Whether you’re a coffee connoisseur or casual caffeinater, your mornings wouldn’t be nearly as enjoyable without your cup of morning Joe. So we thought we’d take a little bit of time to appreciate the humble, wonderful coffee plant. Join us, won’t you?
The Origins of Coffee
As far as we know, the original coffee plants were endemic to Ethiopia, and the fact that the nation is still one of the world’s largest coffee producers would seem to support that fact.
According to lore, a 9th-century goat herder named Kaldi discovered the rejuvenating properties of the humble coffee bean. While tending his flock in the fields, he noticed that they’d taken a particular liking to the sweet cherries of the coffee plant, and when they ate them as a snack, they seemed particularly jovial.
So he reported his findings to some local monks, and pretty soon, all the monks in the monastery were drinking coffee to stay awake during marathon prayer sessions.
Coffee Goes Global
Over the centuries that followed, the love of coffee spread throughout the Arab world, with the first coffeehouses opening up shop in the cities of the Near East. There, locals would gather for music, chess, news, and witty repartee, much like they do today.
European travelers took coffee home with them, and pretty soon everyone was drinking the stuff as part of their morning routine. Before the arrival of coffee, some Europeans would start their mornings with a mug of beer. Imagine that!
Before too long, the love of coffee had spread all over the world, hitching rides with explorers and missionaries, royals, and pirates, and taking root wherever conditions were suitable.
Everyone’s Favorite Plant
Under natural conditions, the coffee bean plant is a spindly, nondescript, shade-loving shrub that does best when it’s nestled beneath the forest canopy. The coffee bean is actually the pit of the cheery red coffee cherry, the meat of which has a crisp consistency and a watermelon-like flavor when fully ripened.
The advent of modern industrial agriculture made it possible to grow coffee beans in full sunlight, increasing yields and making coffee production more efficient.
Back to Basics
In recent years, however, demand has increased for coffee grown the old-fashioned way, in biodiverse forests and without pesticides. This coffee is referred to as “shade grown” or “bird friendly,” and it fetches a premium among conscientious coffee consumers.
The fact that coffee is now grown in every corner of the globe is part of the reason we have so many tantalizing varieties of coffee to choose from.

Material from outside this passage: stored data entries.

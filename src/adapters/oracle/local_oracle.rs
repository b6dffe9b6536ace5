//! In-process decryption oracle.
//!
//! Decrypts from a [`CiphertextVault`], signs each response with an ed25519
//! key, and delivers it on an mpsc channel from a spawned task, so callbacks
//! arrive asynchronously and unordered just like a remote oracle's.

use async_trait::async_trait;
use ed25519_dalek::{Signature, Signer, SigningKey, VerifyingKey};
use std::sync::atomic::{AtomicU64, Ordering};
use std::sync::{Mutex, PoisonError, RwLock};
use std::time::Duration;
use tokio::sync::mpsc;
use uuid::Uuid;

use crate::domain::errors::DomainResult;
use crate::domain::models::{
    decryption_digest, CiphertextHandle, DecryptionProof, RequestKind, RequestToken,
};
use crate::domain::ports::{DecryptionOracle, DecryptionResponse};

use super::vault::CiphertextVault;

/// Fault injection switches for adversarial tests.
#[derive(Debug, Clone, Copy, Default, PartialEq, Eq)]
pub struct OracleBehavior {
    /// Corrupt the signature on every response.
    pub tamper_proofs: bool,
    /// Deliver every response twice.
    pub redeliver: bool,
    /// Keep responses back until [`LocalDecryptionOracle::take_withheld`].
    pub withhold: bool,
}

/// In-process oracle: reveals handles from the vault, signs the cleartexts
/// with its Ed25519 key and delivers the response on a channel.
pub struct LocalDecryptionOracle {
    vault: CiphertextVault,
    signing_key: SigningKey,
    responses: mpsc::Sender<DecryptionResponse>,
    delivery_delay: Duration,
    behavior: RwLock<OracleBehavior>,
    withheld: Mutex<Vec<DecryptionResponse>>,
    issued: AtomicU64,
}

impl LocalDecryptionOracle {
    /// Create the oracle and the receiving end of its response channel.
    pub fn new(
        vault: CiphertextVault,
        signing_key: SigningKey,
        capacity: usize,
    ) -> (Self, mpsc::Receiver<DecryptionResponse>) {
        let (responses, rx) = mpsc::channel(capacity.max(1));
        let oracle = Self {
            vault,
            signing_key,
            responses,
            delivery_delay: Duration::ZERO,
            behavior: RwLock::new(OracleBehavior::default()),
            withheld: Mutex::new(Vec::new()),
            issued: AtomicU64::new(0),
        };
        (oracle, rx)
    }

    /// Wait `delay` before each delivery.
    pub const fn with_delivery_delay(mut self, delay: Duration) -> Self {
        self.delivery_delay = delay;
        self
    }

    /// Public key matching the oracle's signatures.
    pub fn verifying_key(&self) -> VerifyingKey {
        self.signing_key.verifying_key()
    }

    /// Change fault injection for subsequent requests.
    pub fn set_behavior(&self, behavior: OracleBehavior) {
        *self.behavior.write().unwrap_or_else(PoisonError::into_inner) = behavior;
    }

    pub fn behavior(&self) -> OracleBehavior {
        *self.behavior.read().unwrap_or_else(PoisonError::into_inner)
    }

    /// Number of requests accepted so far.
    pub fn issued_count(&self) -> u64 {
        self.issued.load(Ordering::SeqCst)
    }

    /// Build a correctly signed response for any token. Tests use this to
    /// forge callbacks for tokens the registry never issued.
    pub fn sign_response(&self, token: RequestToken, cleartexts: Vec<u32>) -> DecryptionResponse {
        let signature: Signature = self.signing_key.sign(&decryption_digest(&token, &cleartexts));
        DecryptionResponse {
            token,
            cleartexts,
            proof: DecryptionProof(signature.to_bytes().to_vec()),
        }
    }

    /// Drain responses held back while `withhold` was set.
    pub fn take_withheld(&self) -> Vec<DecryptionResponse> {
        std::mem::take(&mut *self.withheld.lock().unwrap_or_else(PoisonError::into_inner))
    }

    fn deliver(&self, response: DecryptionResponse, behavior: OracleBehavior) {
        if behavior.withhold {
            self.withheld
                .lock()
                .unwrap_or_else(PoisonError::into_inner)
                .push(response);
            return;
        }

        let sender = self.responses.clone();
        let delay = self.delivery_delay;
        tokio::spawn(async move {
            if !delay.is_zero() {
                tokio::time::sleep(delay).await;
            }
            let copies = if behavior.redeliver { 2 } else { 1 };
            for _ in 0..copies {
                if sender.send(response.clone()).await.is_err() {
                    tracing::debug!(token = %response.token, "oracle response channel closed");
                    return;
                }
            }
        });
    }
}

#[async_trait]
impl DecryptionOracle for LocalDecryptionOracle {
    async fn request_decryption(
        &self,
        handles: &[CiphertextHandle],
        kind: RequestKind,
    ) -> DomainResult<RequestToken> {
        let cleartexts = self.vault.reveal_all(handles)?;
        let token = RequestToken(Uuid::new_v4());
        let behavior = self.behavior();

        let mut response = self.sign_response(token, cleartexts);
        if behavior.tamper_proofs {
            if let Some(byte) = response.proof.0.first_mut() {
                *byte ^= 0xff;
            }
        }

        self.issued.fetch_add(1, Ordering::SeqCst);
        tracing::debug!(%token, %kind, handles = handles.len(), "local oracle accepted request");
        self.deliver(response, behavior);
        Ok(token)
    }
}

#[cfg(test)]
mod tests {
    use super::*;
    use crate::adapters::oracle::Ed25519ProofVerifier;
    use crate::domain::errors::DomainError;
    use crate::domain::ports::ProofVerifier;

    fn oracle() -> (LocalDecryptionOracle, mpsc::Receiver<DecryptionResponse>, CiphertextVault) {
        let vault = CiphertextVault::new();
        let (oracle, rx) = LocalDecryptionOracle::new(vault.clone(), SigningKey::from_bytes(&[3; 32]), 16);
        (oracle, rx, vault)
    }

    #[tokio::test]
    async fn test_delivers_signed_cleartexts_in_request_order() {
        let (oracle, mut rx, vault) = oracle();
        let score = vault.seal(80);
        let adjustment = vault.seal(5);

        let token = oracle
            .request_decryption(&[score, adjustment], RequestKind::Calibration)
            .await
            .unwrap();

        let response = rx.recv().await.unwrap();
        assert_eq!(response.token, token);
        assert_eq!(response.cleartexts, vec![80, 5]);

        let verifier = Ed25519ProofVerifier::new(oracle.verifying_key());
        assert!(verifier.verify(&token, &response.cleartexts, &response.proof).is_ok());
        assert_eq!(oracle.issued_count(), 1);
    }

    #[tokio::test]
    async fn test_unknown_handle_fails_request() {
        let (oracle, _rx, _vault) = oracle();
        let result = oracle
            .request_decryption(&[CiphertextHandle([1; 32])], RequestKind::GroupStats)
            .await;
        assert!(matches!(result, Err(DomainError::Oracle(_))));
        assert_eq!(oracle.issued_count(), 0);
    }

    #[tokio::test]
    async fn test_tampered_proof_fails_verification() {
        let (oracle, mut rx, vault) = oracle();
        oracle.set_behavior(OracleBehavior {
            tamper_proofs: true,
            ..Default::default()
        });
        let score = vault.seal(1);
        let token = oracle
            .request_decryption(&[score], RequestKind::GroupStats)
            .await
            .unwrap();

        let response = rx.recv().await.unwrap();
        let verifier = Ed25519ProofVerifier::new(oracle.verifying_key());
        assert!(verifier.verify(&token, &response.cleartexts, &response.proof).is_err());
    }

    #[tokio::test]
    async fn test_withhold_and_redeliver() {
        let (oracle, mut rx, vault) = oracle();
        let score = vault.seal(1);

        oracle.set_behavior(OracleBehavior {
            withhold: true,
            ..Default::default()
        });
        oracle
            .request_decryption(&[score], RequestKind::GroupStats)
            .await
            .unwrap();
        assert_eq!(oracle.take_withheld().len(), 1);
        assert!(oracle.take_withheld().is_empty());

        oracle.set_behavior(OracleBehavior {
            redeliver: true,
            ..Default::default()
        });
        let token = oracle
            .request_decryption(&[score], RequestKind::GroupStats)
            .await
            .unwrap();
        assert_eq!(rx.recv().await.unwrap().token, token);
        assert_eq!(rx.recv().await.unwrap().token, token);
    }
}
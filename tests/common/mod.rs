//! Common test utilities for integration tests
//!
//! Builds an engine over real adapters and the in-process oracle, with the
//! oracle's response channel and the event stream left in the test's hands
//! so callbacks can be delivered, replayed or forged explicitly.

#![allow(dead_code)]

use std::sync::Arc;
use std::time::Duration;

use ed25519_dalek::SigningKey;
use tokio::sync::{broadcast, mpsc};

use sealed_review::adapters::memory::{
    InMemoryBiasModelRepository, InMemoryReviewRepository, RunningMeanGroupStatistics,
};
use sealed_review::adapters::oracle::{
    CiphertextVault, Ed25519ProofVerifier, LocalDecryptionOracle, MockCiphertextBackend,
};
use sealed_review::domain::models::{ModelId, NewBiasModel, NewReview, ReviewId};
use sealed_review::domain::ports::{BiasModelRepository, DecryptionResponse, ReviewRepository};
use sealed_review::services::{BiasCalibrationEngine, EventBus, ReviewEvent, RequestRegistry};

pub const ORACLE_SEED: [u8; 32] = [42; 32];

pub struct Harness<R, M>
where
    R: ReviewRepository + 'static,
    M: BiasModelRepository + 'static,
{
    pub engine: Arc<BiasCalibrationEngine<R, M>>,
    pub oracle: Arc<LocalDecryptionOracle>,
    pub vault: CiphertextVault,
    pub statistics: Arc<RunningMeanGroupStatistics>,
    pub registry: Arc<RequestRegistry>,
    pub responses: mpsc::Receiver<DecryptionResponse>,
    pub events: broadcast::Receiver<ReviewEvent>,
}

pub type MemoryHarness = Harness<InMemoryReviewRepository, InMemoryBiasModelRepository>;

pub fn memory_harness() -> MemoryHarness {
    Harness::with_stores(
        Arc::new(InMemoryReviewRepository::new()),
        Arc::new(InMemoryBiasModelRepository::new()),
        RequestRegistry::default(),
    )
}

/// In-memory harness whose requests time out after `timeout`.
pub fn memory_harness_with_timeout(timeout: Duration) -> MemoryHarness {
    Harness::with_stores(
        Arc::new(InMemoryReviewRepository::new()),
        Arc::new(InMemoryBiasModelRepository::new()),
        RequestRegistry::new(timeout, timeout * 10),
    )
}

impl<R, M> Harness<R, M>
where
    R: ReviewRepository + 'static,
    M: BiasModelRepository + 'static,
{
    pub fn with_stores(reviews: Arc<R>, models: Arc<M>, registry: RequestRegistry) -> Self {
        let vault = CiphertextVault::new();
        let (oracle, responses) =
            LocalDecryptionOracle::new(vault.clone(), SigningKey::from_bytes(&ORACLE_SEED), 64);
        let oracle = Arc::new(oracle);
        let statistics = Arc::new(RunningMeanGroupStatistics::new());
        let registry = Arc::new(registry);
        let bus = Arc::new(EventBus::default());
        let events = bus.subscribe();

        let engine = BiasCalibrationEngine::new(
            reviews,
            models,
            oracle.clone(),
            Arc::new(Ed25519ProofVerifier::new(oracle.verifying_key())),
            Arc::new(MockCiphertextBackend::new(vault.clone())),
            statistics.clone(),
        )
        .with_registry(registry.clone())
        .with_event_bus(bus);

        Self {
            engine: Arc::new(engine),
            oracle,
            vault,
            statistics,
            registry,
            responses,
            events,
        }
    }

    pub async fn review(&self, score: u32, reviewer_group: u32, reviewee_group: u32) -> ReviewId {
        self.engine
            .submit_review(NewReview {
                encrypted_score: self.vault.seal(score),
                encrypted_reviewer_group: self.vault.seal(reviewer_group),
                encrypted_reviewee_group: self.vault.seal(reviewee_group),
            })
            .await
            .expect("submit review")
    }

    pub async fn model(&self, threshold: u32) -> ModelId {
        self.engine
            .create_bias_model(NewBiasModel {
                encrypted_bias_threshold: self.vault.seal(threshold),
                encrypted_calibration_range: self.vault.seal(20),
            })
            .await
            .expect("create bias model")
    }

    /// Next oracle response, failing the test if none arrives promptly.
    pub async fn next_response(&mut self) -> DecryptionResponse {
        tokio::time::timeout(Duration::from_secs(5), self.responses.recv())
            .await
            .expect("oracle response within 5s")
            .expect("oracle channel open")
    }

    /// Names of all events published since the last drain.
    pub fn drain_events(&mut self) -> Vec<&'static str> {
        let mut names = Vec::new();
        while let Ok(event) = self.events.try_recv() {
            names.push(event.payload.name());
        }
        names
    }
}
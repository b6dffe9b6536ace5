//! CLI type definitions
//!
//! This module contains clap command structures that define the CLI interface.

use clap::{Parser, Subcommand};

use crate::cli::commands::config::ConfigArgs;
use crate::cli::commands::simulate::SimulateArgs;

#[derive(Parser)]
#[command(name = "sealed-review")]
#[command(about = "Confidential review scoring with encrypted bias analysis and calibration", long_about = None)]
#[command(version)]
pub struct Cli {
    #[command(subcommand)]
    pub command: Commands,

    /// Output in JSON format
    #[arg(short, long, global = true)]
    pub json: bool,

    /// Load configuration from this file instead of .sealed-review/
    #[arg(short, long, global = true, env = "SEALED_REVIEW_CONFIG")]
    pub config: Option<std::path::PathBuf>,
}

#[derive(Subcommand)]
pub enum Commands {
    /// Run a submit, analyze and calibrate round against the local oracle
    Simulate(SimulateArgs),

    /// Show the effective configuration
    Config(ConfigArgs),
}
//! Running-mean group statistics.

use std::collections::{HashMap, HashSet};
use std::sync::{PoisonError, RwLock};

use crate::domain::models::ReviewId;
use crate::domain::ports::GroupStatistics;

#[derive(Debug, Clone, Copy, Default)]
struct Aggregate {
    sum: u64,
    count: u64,
}

impl Aggregate {
    fn add(&mut self, score: u32) {
        self.sum = self.sum.saturating_add(u64::from(score));
        self.count += 1;
    }
}

#[derive(Debug, Default)]
struct Groups {
    aggregates: HashMap<u32, Aggregate>,
    contributors: HashSet<ReviewId>,
}

/// Arithmetic mean per group, rounded down.
#[derive(Debug, Default)]
pub struct RunningMeanGroupStatistics {
    groups: RwLock<Groups>,
}

impl RunningMeanGroupStatistics {
    pub fn new() -> Self {
        Self::default()
    }
}

impl GroupStatistics for RunningMeanGroupStatistics {
    fn record_score(&self, group: u32, score: u32) {
        let mut groups = self.groups.write().unwrap_or_else(PoisonError::into_inner);
        groups.aggregates.entry(group).or_default().add(score);
    }

    fn record_contribution(&self, review_id: ReviewId, group: u32, score: u32) -> bool {
        let mut groups = self.groups.write().unwrap_or_else(PoisonError::into_inner);
        if !groups.contributors.insert(review_id) {
            return false;
        }
        groups.aggregates.entry(group).or_default().add(score);
        true
    }

    fn has_contributed(&self, review_id: ReviewId) -> bool {
        let groups = self.groups.read().unwrap_or_else(PoisonError::into_inner);
        groups.contributors.contains(&review_id)
    }

    fn average(&self, group: u32) -> Option<u32> {
        let groups = self.groups.read().unwrap_or_else(PoisonError::into_inner);
        groups.aggregates.get(&group).and_then(|aggregate| {
            if aggregate.count == 0 {
                return None;
            }
            // Mean of u32 values always fits back into u32.
            u32::try_from(aggregate.sum / aggregate.count).ok()
        })
    }

    fn sample_count(&self, group: u32) -> u64 {
        let groups = self.groups.read().unwrap_or_else(PoisonError::into_inner);
        groups.aggregates.get(&group).map_or(0, |aggregate| aggregate.count)
    }
}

Every variety you sample has a unique flavor, influenced by terroir, strain, growing conditions, roasting style, and preparation method. Because of this, there’s truly a style coffee for just about everyone!
Coffee: Who Would Have Thought?
The coffee plant might not look like much, but it’s done more than its share when it comes to infusing the human condition with a bit of extra joy. The next time you savor the flavor of an Americano, Mocha, Latte, or K-Cup, we hope you’ll take a moment to appreciate this lovely plant, and the strange series of events that brought it from the Ethiopian highlands and the mists of time to your breakfast table.